The female libido is not all about hormones, she points out. “Relationships, past experience, stress, mood, other health issues and whether you’re just plain exhausted can all affect it just as much.”

Stella Milsom. Photo/Supplied

If falling levels of hormones do turn out to be the cause, most women can be treated with the more conventional HRT drug oestrogen. If a woman still has her uterus, oestrogen is always taken with progesterone to reduce the risk of cancer.

“Testosterone is another tool for women who haven’t responded to first-line treatments,” says Milsom. “Not all women respond, but when they do, it alleviates their distress around the lack of desire.”

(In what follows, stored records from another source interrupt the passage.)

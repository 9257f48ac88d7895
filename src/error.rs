//! Error types for the evolution engine.

use crate::candidate::CandidateId;
use std::path::PathBuf;
use thiserror::Error;

/// A candidate test, or the aggregation of its results, failed.
///
/// Any evaluation failure aborts the whole generation: no partial
/// iteration result is ever produced.
#[derive(Debug, Error)]
pub enum EvaluationError {
    /// The scenario reported a failure while running a test.
    #[error("candidate test failed: {0}")]
    TestFailed(String),
    /// A single-candidate test returned no rank entry.
    #[error("candidate test returned no ranks")]
    EmptyResult,
    /// A test ranked a candidate that is not part of the evaluated population.
    #[error("candidate test ranked unknown candidate {0}")]
    UnknownCandidate(CandidateId),
}

impl EvaluationError {
    /// Create a [`EvaluationError::TestFailed`] from any displayable reason.
    #[must_use]
    pub fn test_failed(reason: impl std::fmt::Display) -> Self {
        Self::TestFailed(reason.to_string())
    }
}

/// A serialized candidate could not be restored by the active candidate factory.
#[derive(Debug, Error)]
pub enum SerializationError {
    /// The payload does not have the shape the factory expects.
    #[error("incompatible payload for candidate {candidate_id}: {reason}")]
    IncompatiblePayload {
        /// Identifier recorded in the serialized candidate.
        candidate_id: CandidateId,
        /// What did not match.
        reason: String,
    },
    /// Two serialized candidates share an identifier.
    #[error("duplicate candidate {0} in serialized population")]
    DuplicateCandidate(CandidateId),
}

/// Reading or writing a persisted population failed.
#[derive(Debug, Error)]
pub enum PersistenceError {
    /// File I/O failed.
    #[error("I/O error on {}: {source}", path.display())]
    Io {
        /// File being accessed.
        path: PathBuf,
        /// Underlying error.
        source: std::io::Error,
    },
    /// The file content is not a valid serialized population.
    #[error("invalid population data in {}: {source}", path.display())]
    Json {
        /// File being accessed.
        path: PathBuf,
        /// Underlying error.
        source: serde_json::Error,
    },
}

/// Top-level error for callers that drive a whole evolution run.
#[derive(Debug, Error)]
pub enum GeneticsError {
    /// A generation failed to evaluate.
    #[error(transparent)]
    Evaluation(#[from] EvaluationError),
    /// A persisted population could not be restored.
    #[error(transparent)]
    Serialization(#[from] SerializationError),
    /// A population file could not be read or written.
    #[error(transparent)]
    Persistence(#[from] PersistenceError),
}
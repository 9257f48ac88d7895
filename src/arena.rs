//! Foraging arena: a reference scenario for the evolution engine.
//!
//! Players walk a walled grid, spending one energy per move and refilling it
//! by stepping onto food. Every move a player survives earns one point, so
//! fitness rewards finding food before running dry.
//!
//! ```text
//! ┌──────────────────────────────────────────────┐
//! │ ArenaFactory      one map per generation     │
//! │   └─ ArenaGame    turn loop, scores, replay  │
//! ├──────────────────────────────────────────────┤
//! │ ArenaPlayerFactory  breed dense networks     │
//! │   └─ ArenaPlayer    network -> MoveKind      │
//! └──────────────────────────────────────────────┘
//! ```

mod config;
mod game;
mod network;
mod player;

pub use config::{ArenaConfig, ArenaFactory, ArenaParameters};
pub use game::{ArenaGame, ArenaMove, ArenaReplay};
pub use network::{Layer, Network};
pub use player::{ArenaPlayer, ArenaPlayerConfig, ArenaPlayerFactory};

use serde::{Deserialize, Serialize};

/// A grid coordinate.
#[derive(Debug, Clone, Copy, PartialEq, Eq, Hash, Serialize, Deserialize)]
pub struct Position {
    /// Row, from the top.
    pub row: usize,
    /// Column, from the left.
    pub column: usize,
}

impl Position {
    /// Create a new position.
    #[must_use]
    pub const fn new(row: usize, column: usize) -> Self {
        Self { row, column }
    }

    /// The neighbouring position in `direction`, if it is not off the top or
    /// left edge.
    #[must_use]
    pub fn step(self, direction: Direction) -> Option<Self> {
        let (row, column) = match direction {
            Direction::Up => (self.row.checked_sub(1)?, self.column),
            Direction::Right => (self.row, self.column + 1),
            Direction::Down => (self.row + 1, self.column),
            Direction::Left => (self.row, self.column.checked_sub(1)?),
        };
        Some(Self { row, column })
    }
}

/// Facing of a player.
#[derive(Debug, Clone, Copy, PartialEq, Eq, Default, Serialize, Deserialize)]
#[serde(rename_all = "kebab-case")]
pub enum Direction {
    /// Towards row 0.
    Up,
    /// Towards higher columns.
    Right,
    /// Towards higher rows. Players start facing down.
    #[default]
    Down,
    /// Towards column 0.
    Left,
}

impl Direction {
    /// Direction after a quarter turn counter-clockwise.
    #[must_use]
    pub const fn turn_left(self) -> Self {
        match self {
            Self::Up => Self::Left,
            Self::Right => Self::Up,
            Self::Down => Self::Right,
            Self::Left => Self::Down,
        }
    }

    /// Direction after a quarter turn clockwise.
    #[must_use]
    pub const fn turn_right(self) -> Self {
        match self {
            Self::Up => Self::Right,
            Self::Right => Self::Down,
            Self::Down => Self::Left,
            Self::Left => Self::Up,
        }
    }

    /// Numeric encoding used as network input.
    #[must_use]
    pub const fn code(self) -> u8 {
        match self {
            Self::Up => 0,
            Self::Right => 1,
            Self::Down => 2,
            Self::Left => 3,
        }
    }
}

/// Content of a grid cell as seen by a player.
#[derive(Debug, Clone, Copy, PartialEq, Eq, Default, Serialize, Deserialize)]
#[serde(rename_all = "kebab-case")]
pub enum Cell {
    /// Nothing there.
    #[default]
    Empty,
    /// Border wall, or anything outside the grid.
    Wall,
    /// Another player.
    Player,
    /// Food that refills energy.
    Food,
}

impl Cell {
    /// Numeric encoding used as network input.
    #[must_use]
    pub const fn code(self) -> u8 {
        match self {
            Self::Empty => 0,
            Self::Wall => 1,
            Self::Player => 2,
            Self::Food => 3,
        }
    }

    /// Whether a player can move into this cell.
    #[must_use]
    pub const fn is_walkable(self) -> bool {
        matches!(self, Self::Empty | Self::Food)
    }
}

/// A player's decision for one turn.
#[derive(Debug, Clone, Copy, PartialEq, Eq, Default, Serialize, Deserialize)]
#[serde(rename_all = "kebab-case")]
pub enum MoveKind {
    /// Quarter turn counter-clockwise.
    #[default]
    TurnLeft,
    /// Quarter turn clockwise.
    TurnRight,
    /// One step in the facing direction.
    MoveForward,
}

/// What a player sees before deciding.
#[derive(Debug, Clone, PartialEq, Eq, Serialize, Deserialize)]
#[serde(rename_all = "camelCase")]
pub struct VisibleState {
    /// Remaining energy.
    pub energy: u32,
    /// Own position.
    pub position: Position,
    /// Own facing.
    pub direction: Direction,
    /// Visibility radius the cells were gathered with.
    pub radius: usize,
    /// The `(2 * radius + 1)²` square centred on the player, row-major.
    /// The player's own cell reads as [`Cell::Empty`].
    pub cells: Vec<Cell>,
}

impl VisibleState {
    /// Number of network inputs for a visibility radius.
    #[must_use]
    pub const fn input_count(radius: usize) -> usize {
        let side = 2 * radius + 1;
        4 + side * side
    }

    /// Flatten into network inputs: energy, row, column, direction, cells.
    #[must_use]
    #[allow(clippy::cast_precision_loss)]
    pub fn to_inputs(&self) -> Vec<f64> {
        let mut inputs = Vec::with_capacity(4 + self.cells.len());
        inputs.push(f64::from(self.energy));
        inputs.push(self.position.row as f64);
        inputs.push(self.position.column as f64);
        inputs.push(f64::from(self.direction.code()));
        inputs.extend(self.cells.iter().map(|cell| f64::from(cell.code())));
        inputs
    }
}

Fonda quit testosterone treatment because it gave her acne. Weight gain and hirsutism are other potential side effects, although, in her research, Davis found this wasn’t serious enough to put women off taking it.

Short term, it seems there are no serious risks to women taking testosterone. But careful monitoring is advised, to be sure the levels are in the normal range and it is providing enough benefit. Longer term, it is not yet known whether it will have any effect on the risk of developing cardiovascular disease or breast cancer.

After looking at 46 reports involving 8480 women and finding significant benefit for sexual well-being, Davis believes women deserve to have the option.

“If you’re 30 and you’ve had your ovaries removed because of endometriosis, you should have a choice, or if you’ve had premature ovarian failure. Everybody should have a choice, from the woman who says it’s all going downhill with her husband, to the single woman who would like to have a partner and feel sexual again.”